§ **Input records**:
▬▬▬
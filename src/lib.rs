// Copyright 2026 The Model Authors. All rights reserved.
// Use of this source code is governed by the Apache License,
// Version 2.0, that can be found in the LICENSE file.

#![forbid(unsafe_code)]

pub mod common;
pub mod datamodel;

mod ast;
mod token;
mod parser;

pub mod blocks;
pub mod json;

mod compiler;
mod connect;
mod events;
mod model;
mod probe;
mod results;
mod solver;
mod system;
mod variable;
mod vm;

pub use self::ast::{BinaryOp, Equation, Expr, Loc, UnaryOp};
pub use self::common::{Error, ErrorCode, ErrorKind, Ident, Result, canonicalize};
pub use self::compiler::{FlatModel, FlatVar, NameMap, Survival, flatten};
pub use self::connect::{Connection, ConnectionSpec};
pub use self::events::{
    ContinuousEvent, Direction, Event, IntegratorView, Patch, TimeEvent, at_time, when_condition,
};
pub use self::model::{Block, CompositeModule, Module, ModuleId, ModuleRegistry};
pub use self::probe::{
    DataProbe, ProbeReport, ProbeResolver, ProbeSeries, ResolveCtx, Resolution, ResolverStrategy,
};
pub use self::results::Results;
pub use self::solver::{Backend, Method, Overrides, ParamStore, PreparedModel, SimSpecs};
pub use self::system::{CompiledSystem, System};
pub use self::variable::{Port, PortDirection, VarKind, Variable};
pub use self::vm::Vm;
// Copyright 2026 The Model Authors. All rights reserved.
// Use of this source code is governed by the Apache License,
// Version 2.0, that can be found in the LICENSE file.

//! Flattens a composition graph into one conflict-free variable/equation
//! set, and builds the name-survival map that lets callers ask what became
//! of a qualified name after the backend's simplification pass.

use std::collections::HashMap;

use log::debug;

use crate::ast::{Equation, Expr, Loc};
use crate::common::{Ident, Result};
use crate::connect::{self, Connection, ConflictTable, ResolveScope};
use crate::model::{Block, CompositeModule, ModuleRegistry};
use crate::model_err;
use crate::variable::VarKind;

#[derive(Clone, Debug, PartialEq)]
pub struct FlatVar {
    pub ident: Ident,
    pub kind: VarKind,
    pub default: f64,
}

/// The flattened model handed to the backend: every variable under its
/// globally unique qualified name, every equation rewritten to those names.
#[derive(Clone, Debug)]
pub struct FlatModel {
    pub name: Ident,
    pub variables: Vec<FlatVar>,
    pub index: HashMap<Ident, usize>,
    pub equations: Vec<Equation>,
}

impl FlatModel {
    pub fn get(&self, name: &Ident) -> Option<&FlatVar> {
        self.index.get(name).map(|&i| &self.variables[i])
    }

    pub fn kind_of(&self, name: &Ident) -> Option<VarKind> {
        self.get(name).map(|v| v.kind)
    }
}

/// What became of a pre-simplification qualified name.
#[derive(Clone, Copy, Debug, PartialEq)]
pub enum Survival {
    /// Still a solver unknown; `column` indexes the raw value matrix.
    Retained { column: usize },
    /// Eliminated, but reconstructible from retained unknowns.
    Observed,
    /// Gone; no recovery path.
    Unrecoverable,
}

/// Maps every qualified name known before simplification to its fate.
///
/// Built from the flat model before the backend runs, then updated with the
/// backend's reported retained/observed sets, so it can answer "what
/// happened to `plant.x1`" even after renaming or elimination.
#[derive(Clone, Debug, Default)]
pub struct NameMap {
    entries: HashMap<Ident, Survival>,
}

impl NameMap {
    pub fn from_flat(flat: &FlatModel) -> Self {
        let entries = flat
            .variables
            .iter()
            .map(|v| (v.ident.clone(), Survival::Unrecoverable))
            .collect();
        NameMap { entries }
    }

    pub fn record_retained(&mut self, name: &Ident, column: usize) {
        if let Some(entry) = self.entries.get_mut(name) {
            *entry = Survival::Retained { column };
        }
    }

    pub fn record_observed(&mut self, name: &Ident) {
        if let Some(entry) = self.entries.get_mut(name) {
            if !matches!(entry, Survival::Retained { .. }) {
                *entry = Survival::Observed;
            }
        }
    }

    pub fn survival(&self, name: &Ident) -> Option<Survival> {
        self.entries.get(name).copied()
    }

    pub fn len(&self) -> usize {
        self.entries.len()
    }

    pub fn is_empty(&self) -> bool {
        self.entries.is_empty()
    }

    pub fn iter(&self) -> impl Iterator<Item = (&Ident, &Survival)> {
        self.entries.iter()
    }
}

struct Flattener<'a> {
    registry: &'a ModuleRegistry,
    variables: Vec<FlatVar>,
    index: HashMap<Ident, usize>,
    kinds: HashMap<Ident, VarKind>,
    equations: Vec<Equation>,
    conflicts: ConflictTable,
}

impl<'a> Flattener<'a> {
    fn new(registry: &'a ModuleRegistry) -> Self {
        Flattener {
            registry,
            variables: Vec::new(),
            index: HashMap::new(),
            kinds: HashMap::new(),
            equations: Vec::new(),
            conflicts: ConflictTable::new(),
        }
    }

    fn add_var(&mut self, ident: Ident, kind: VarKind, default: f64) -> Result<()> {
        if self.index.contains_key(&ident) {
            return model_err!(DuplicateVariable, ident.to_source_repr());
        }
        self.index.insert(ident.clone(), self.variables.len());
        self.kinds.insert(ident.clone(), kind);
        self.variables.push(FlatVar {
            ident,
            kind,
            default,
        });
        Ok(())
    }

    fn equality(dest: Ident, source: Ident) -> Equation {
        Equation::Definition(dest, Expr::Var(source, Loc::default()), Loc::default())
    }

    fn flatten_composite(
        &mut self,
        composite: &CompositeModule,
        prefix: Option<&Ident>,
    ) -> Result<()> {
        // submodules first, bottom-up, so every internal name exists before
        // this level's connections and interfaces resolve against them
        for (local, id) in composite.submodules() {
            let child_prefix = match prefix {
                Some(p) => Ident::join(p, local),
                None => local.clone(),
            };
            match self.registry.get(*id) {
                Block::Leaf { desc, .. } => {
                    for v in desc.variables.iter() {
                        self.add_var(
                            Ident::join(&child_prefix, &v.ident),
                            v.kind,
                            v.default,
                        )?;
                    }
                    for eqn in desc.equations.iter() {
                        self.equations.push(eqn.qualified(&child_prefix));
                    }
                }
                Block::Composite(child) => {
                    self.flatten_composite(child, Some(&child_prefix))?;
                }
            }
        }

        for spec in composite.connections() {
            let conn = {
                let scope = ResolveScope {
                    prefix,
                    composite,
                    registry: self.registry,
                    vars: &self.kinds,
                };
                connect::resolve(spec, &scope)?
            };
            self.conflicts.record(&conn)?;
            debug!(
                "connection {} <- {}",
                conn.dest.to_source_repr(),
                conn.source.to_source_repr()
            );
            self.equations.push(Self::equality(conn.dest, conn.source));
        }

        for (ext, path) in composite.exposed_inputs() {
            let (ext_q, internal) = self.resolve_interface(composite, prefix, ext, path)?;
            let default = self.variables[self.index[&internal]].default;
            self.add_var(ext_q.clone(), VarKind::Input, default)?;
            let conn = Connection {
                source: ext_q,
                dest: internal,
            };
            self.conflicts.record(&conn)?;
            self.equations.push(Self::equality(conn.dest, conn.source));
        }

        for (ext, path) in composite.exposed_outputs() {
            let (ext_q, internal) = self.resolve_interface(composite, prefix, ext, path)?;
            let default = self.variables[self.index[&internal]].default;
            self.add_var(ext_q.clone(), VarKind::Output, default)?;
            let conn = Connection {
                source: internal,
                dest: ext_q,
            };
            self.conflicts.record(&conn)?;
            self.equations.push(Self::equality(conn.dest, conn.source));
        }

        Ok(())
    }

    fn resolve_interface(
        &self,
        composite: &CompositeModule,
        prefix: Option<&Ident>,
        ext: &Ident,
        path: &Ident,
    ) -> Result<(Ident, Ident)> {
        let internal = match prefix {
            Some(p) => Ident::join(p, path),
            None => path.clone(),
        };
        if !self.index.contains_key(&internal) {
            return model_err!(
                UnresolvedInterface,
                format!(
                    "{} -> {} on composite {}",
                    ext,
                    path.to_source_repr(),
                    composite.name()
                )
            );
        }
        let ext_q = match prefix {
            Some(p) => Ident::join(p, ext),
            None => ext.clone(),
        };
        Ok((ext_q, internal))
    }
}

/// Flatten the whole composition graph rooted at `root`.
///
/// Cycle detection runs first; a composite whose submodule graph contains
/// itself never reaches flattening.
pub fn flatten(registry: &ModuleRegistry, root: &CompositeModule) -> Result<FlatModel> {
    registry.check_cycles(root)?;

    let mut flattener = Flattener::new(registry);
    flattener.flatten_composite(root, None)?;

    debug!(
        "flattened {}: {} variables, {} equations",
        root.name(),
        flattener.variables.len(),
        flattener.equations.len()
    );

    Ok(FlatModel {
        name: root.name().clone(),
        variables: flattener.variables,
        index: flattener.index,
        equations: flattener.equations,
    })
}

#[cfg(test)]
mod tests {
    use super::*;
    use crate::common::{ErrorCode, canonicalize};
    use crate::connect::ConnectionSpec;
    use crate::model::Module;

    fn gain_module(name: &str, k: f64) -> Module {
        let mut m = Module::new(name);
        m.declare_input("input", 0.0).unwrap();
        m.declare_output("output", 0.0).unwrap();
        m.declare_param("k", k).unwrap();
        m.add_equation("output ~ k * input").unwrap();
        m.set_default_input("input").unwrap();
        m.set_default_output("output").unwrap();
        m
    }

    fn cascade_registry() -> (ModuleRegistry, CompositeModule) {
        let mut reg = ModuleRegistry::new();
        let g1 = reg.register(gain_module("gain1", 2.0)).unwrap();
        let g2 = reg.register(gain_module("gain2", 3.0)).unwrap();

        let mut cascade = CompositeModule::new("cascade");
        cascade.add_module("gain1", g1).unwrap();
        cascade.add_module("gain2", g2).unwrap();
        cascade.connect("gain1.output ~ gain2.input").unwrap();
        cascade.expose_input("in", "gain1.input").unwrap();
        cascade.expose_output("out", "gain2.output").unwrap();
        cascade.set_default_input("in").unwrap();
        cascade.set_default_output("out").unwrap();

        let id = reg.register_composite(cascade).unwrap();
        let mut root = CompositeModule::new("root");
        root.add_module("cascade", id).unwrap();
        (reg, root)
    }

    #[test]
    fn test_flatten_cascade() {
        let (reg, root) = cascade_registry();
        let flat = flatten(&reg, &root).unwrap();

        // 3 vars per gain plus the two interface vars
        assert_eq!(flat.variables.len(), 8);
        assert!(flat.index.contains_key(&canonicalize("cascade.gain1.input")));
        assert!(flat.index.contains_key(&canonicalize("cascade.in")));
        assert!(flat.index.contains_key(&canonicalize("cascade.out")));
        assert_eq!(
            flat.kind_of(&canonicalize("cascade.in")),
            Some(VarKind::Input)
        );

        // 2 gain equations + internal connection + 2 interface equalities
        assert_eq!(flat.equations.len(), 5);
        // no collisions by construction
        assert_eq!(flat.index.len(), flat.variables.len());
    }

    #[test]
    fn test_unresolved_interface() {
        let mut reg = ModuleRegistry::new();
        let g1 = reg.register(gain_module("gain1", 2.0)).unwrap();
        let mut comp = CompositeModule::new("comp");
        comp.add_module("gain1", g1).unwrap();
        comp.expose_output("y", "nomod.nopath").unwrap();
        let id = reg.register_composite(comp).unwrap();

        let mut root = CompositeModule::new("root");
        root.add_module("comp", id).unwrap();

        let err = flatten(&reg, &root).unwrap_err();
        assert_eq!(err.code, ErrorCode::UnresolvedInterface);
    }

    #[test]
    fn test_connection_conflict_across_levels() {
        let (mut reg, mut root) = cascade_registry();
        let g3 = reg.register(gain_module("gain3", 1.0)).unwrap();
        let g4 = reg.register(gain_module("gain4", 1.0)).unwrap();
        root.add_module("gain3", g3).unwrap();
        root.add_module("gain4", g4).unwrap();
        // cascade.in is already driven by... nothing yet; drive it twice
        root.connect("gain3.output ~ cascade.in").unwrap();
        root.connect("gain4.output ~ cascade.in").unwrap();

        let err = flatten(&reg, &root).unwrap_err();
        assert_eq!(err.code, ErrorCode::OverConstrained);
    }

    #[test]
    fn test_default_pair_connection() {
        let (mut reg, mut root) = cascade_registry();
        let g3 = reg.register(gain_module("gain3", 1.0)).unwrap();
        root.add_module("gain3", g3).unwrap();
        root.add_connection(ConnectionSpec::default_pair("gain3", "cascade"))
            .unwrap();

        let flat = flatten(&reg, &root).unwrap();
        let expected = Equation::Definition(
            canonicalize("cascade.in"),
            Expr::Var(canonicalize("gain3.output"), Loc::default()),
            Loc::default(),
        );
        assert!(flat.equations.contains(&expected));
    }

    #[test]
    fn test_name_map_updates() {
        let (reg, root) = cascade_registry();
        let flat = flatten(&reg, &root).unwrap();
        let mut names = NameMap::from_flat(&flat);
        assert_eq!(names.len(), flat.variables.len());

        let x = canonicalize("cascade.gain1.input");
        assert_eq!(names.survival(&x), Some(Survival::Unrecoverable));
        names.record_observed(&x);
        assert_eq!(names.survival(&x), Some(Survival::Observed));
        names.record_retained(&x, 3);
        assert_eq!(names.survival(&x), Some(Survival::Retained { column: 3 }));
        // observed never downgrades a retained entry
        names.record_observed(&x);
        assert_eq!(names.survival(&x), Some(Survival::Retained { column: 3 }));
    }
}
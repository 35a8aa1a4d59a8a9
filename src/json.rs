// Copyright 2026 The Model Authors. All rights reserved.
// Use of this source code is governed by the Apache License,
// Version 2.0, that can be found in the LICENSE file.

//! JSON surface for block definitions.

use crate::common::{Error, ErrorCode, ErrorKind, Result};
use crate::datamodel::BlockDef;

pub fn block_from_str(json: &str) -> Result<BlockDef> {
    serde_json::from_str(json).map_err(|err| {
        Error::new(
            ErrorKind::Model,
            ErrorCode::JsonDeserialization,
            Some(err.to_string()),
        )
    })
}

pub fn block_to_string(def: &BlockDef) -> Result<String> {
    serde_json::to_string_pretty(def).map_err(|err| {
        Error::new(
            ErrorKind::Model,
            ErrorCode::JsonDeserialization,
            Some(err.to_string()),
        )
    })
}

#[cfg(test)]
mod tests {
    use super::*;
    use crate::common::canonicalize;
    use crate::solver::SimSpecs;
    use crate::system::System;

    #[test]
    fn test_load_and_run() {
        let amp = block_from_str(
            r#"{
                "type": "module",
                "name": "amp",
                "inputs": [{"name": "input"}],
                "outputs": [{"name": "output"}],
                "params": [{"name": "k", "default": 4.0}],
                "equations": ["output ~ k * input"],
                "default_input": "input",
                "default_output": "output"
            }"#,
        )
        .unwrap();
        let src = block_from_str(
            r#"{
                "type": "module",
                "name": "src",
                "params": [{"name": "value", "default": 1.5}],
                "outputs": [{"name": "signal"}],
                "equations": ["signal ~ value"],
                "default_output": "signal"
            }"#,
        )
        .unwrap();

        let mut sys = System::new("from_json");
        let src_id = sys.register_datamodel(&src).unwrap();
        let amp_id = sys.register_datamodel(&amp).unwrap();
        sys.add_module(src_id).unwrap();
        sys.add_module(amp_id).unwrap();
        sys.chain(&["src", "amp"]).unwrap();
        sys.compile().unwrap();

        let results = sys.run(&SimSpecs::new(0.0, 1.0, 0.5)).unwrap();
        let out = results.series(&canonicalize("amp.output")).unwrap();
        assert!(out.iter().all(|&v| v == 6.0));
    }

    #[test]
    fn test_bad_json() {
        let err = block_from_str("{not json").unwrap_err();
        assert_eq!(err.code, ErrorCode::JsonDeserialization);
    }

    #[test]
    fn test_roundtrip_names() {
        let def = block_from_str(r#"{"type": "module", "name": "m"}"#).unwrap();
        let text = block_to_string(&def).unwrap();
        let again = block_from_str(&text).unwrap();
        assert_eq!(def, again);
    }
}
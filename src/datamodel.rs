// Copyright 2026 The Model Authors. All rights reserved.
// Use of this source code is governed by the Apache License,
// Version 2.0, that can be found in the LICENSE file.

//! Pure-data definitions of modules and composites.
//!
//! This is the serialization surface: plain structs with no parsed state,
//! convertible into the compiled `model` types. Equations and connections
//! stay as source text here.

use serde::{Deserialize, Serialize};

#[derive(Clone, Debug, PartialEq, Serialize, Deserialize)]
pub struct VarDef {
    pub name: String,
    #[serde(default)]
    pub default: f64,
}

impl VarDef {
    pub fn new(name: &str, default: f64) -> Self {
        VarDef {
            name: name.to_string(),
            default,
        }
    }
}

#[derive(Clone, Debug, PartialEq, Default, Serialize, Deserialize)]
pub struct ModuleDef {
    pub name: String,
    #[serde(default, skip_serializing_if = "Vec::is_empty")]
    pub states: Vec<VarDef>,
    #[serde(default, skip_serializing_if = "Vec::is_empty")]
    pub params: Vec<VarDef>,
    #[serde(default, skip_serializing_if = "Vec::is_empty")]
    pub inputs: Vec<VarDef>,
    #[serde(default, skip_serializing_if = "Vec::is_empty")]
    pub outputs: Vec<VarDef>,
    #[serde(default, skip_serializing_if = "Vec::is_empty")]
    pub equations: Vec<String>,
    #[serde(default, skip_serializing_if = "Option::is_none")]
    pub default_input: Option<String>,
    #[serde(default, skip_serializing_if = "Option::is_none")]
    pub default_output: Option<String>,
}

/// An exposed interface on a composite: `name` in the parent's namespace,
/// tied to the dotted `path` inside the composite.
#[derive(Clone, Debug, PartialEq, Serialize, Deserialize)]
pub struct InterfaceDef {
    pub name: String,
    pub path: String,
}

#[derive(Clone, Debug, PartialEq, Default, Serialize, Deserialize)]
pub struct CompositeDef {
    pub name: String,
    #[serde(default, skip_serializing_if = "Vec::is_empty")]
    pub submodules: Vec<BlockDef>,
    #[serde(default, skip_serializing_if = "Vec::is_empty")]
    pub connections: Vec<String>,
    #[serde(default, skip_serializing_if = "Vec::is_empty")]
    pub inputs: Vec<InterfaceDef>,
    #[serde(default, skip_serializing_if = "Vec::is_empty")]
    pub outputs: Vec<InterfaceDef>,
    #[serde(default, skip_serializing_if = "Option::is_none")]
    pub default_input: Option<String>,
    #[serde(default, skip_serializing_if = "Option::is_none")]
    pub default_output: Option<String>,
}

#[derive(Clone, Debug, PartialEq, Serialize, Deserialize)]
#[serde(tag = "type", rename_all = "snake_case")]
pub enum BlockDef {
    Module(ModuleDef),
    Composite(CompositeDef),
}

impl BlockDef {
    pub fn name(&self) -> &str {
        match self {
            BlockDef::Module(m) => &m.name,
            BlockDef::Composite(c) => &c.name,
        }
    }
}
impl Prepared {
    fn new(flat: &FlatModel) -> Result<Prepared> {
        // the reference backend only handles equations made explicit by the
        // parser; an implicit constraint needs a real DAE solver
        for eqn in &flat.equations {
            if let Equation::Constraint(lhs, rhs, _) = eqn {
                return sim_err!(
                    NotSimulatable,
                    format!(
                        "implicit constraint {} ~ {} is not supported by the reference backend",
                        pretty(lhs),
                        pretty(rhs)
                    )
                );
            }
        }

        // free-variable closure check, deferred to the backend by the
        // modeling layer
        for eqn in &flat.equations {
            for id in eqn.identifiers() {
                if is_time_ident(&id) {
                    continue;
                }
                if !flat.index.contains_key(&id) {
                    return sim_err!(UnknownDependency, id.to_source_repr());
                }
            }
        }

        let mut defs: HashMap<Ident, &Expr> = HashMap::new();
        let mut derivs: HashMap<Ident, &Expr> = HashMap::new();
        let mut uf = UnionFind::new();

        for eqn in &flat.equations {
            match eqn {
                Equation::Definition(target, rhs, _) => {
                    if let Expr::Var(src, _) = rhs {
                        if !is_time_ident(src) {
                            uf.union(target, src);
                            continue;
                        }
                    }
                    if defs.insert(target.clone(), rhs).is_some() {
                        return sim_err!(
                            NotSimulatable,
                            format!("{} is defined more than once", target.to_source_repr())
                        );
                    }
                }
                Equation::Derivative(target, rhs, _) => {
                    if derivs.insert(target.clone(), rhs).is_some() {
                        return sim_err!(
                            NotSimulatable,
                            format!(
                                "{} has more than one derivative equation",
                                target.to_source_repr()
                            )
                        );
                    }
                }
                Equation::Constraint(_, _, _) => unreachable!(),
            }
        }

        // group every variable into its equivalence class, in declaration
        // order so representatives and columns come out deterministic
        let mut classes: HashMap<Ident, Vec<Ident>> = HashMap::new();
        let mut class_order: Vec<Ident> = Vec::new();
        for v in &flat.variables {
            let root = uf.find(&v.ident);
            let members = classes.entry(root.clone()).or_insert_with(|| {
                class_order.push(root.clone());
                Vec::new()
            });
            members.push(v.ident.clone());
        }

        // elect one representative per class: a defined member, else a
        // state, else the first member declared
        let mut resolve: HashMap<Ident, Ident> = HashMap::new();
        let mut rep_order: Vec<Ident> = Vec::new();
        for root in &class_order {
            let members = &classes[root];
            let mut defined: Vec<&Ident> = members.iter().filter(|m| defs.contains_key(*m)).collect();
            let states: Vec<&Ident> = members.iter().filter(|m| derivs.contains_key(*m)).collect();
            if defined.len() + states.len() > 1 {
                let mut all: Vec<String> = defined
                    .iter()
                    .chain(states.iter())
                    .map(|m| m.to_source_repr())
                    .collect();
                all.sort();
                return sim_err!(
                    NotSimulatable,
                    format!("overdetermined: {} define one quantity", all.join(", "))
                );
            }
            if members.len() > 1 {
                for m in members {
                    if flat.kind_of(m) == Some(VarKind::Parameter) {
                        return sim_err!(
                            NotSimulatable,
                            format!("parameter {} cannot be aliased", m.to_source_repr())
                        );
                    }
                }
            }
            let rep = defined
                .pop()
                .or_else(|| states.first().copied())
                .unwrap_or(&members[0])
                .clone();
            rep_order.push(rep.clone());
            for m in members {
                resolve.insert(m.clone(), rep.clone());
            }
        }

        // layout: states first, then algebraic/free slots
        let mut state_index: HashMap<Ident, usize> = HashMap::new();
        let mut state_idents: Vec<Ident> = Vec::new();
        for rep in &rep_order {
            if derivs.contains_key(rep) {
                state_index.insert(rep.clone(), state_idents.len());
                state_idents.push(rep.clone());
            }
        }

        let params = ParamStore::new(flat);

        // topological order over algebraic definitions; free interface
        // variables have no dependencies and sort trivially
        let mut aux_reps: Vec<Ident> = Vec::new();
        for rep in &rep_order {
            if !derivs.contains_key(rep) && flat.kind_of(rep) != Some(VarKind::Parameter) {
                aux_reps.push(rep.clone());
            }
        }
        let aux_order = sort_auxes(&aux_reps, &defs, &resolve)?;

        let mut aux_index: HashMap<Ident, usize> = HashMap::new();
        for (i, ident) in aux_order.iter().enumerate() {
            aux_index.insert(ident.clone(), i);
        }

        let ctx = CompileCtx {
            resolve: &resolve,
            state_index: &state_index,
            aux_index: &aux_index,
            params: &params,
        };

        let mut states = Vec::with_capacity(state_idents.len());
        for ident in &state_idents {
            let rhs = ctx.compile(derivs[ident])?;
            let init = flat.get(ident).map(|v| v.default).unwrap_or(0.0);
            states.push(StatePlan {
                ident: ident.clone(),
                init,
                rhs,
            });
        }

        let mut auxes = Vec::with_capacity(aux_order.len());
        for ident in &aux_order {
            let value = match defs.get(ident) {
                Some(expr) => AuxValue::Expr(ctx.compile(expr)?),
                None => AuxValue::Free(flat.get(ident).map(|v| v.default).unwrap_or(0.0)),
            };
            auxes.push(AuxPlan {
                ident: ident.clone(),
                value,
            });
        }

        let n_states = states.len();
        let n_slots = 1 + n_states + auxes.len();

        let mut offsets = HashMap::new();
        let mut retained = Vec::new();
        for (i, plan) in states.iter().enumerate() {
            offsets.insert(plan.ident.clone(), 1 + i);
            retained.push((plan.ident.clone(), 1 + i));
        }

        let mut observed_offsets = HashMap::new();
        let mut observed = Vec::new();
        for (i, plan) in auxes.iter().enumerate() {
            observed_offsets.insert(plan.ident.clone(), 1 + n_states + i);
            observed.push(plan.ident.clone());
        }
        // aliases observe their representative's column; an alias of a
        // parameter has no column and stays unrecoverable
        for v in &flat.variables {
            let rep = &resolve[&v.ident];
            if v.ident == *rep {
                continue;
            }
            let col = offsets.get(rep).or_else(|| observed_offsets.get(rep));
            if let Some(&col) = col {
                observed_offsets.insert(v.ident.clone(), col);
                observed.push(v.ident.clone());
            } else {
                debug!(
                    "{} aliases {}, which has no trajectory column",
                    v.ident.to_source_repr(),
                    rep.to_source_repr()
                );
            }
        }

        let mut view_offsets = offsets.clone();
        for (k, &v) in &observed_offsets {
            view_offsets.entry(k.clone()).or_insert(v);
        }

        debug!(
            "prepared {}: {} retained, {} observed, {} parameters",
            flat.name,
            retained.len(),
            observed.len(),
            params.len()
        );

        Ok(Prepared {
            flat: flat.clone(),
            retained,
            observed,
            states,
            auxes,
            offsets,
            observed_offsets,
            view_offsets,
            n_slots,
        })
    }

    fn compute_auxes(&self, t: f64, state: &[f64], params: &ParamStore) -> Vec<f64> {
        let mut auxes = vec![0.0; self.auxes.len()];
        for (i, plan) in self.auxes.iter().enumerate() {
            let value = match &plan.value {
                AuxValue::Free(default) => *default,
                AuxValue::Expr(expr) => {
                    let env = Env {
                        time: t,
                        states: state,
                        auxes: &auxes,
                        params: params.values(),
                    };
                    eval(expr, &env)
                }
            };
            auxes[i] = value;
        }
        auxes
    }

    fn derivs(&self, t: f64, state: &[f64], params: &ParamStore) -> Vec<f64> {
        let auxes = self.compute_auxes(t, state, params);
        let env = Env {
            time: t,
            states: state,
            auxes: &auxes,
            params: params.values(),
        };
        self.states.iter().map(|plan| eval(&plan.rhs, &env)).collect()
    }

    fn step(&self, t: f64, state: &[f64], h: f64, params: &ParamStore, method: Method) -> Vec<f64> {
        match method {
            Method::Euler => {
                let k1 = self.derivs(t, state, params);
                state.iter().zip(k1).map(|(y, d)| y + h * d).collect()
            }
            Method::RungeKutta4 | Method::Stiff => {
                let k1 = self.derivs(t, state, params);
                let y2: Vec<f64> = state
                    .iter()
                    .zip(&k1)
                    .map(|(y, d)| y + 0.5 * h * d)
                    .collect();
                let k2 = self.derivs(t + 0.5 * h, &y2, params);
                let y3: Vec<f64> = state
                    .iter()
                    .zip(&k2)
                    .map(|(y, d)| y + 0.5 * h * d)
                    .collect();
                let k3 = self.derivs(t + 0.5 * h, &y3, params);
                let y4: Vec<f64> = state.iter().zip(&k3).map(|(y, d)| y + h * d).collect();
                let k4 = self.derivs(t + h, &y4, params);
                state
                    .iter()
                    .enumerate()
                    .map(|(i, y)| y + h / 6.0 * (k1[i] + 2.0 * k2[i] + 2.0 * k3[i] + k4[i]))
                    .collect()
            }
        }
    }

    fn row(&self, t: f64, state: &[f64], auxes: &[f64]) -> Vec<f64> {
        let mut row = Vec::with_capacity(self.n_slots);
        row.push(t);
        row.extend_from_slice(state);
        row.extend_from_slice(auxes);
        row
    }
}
▬▬▬
§ **Problem to work on**: In the records above, find the lines containing "common" and copy them.

§ **Task response**:
pub mod common;
pub use self::common::{Error, ErrorCode, ErrorKind, Ident, Result, canonicalize};
use crate::common::{Ident, Result};
    use crate::common::{ErrorCode, canonicalize};
use crate::common::{Error, ErrorCode, ErrorKind, Result};
    use crate::common::canonicalize;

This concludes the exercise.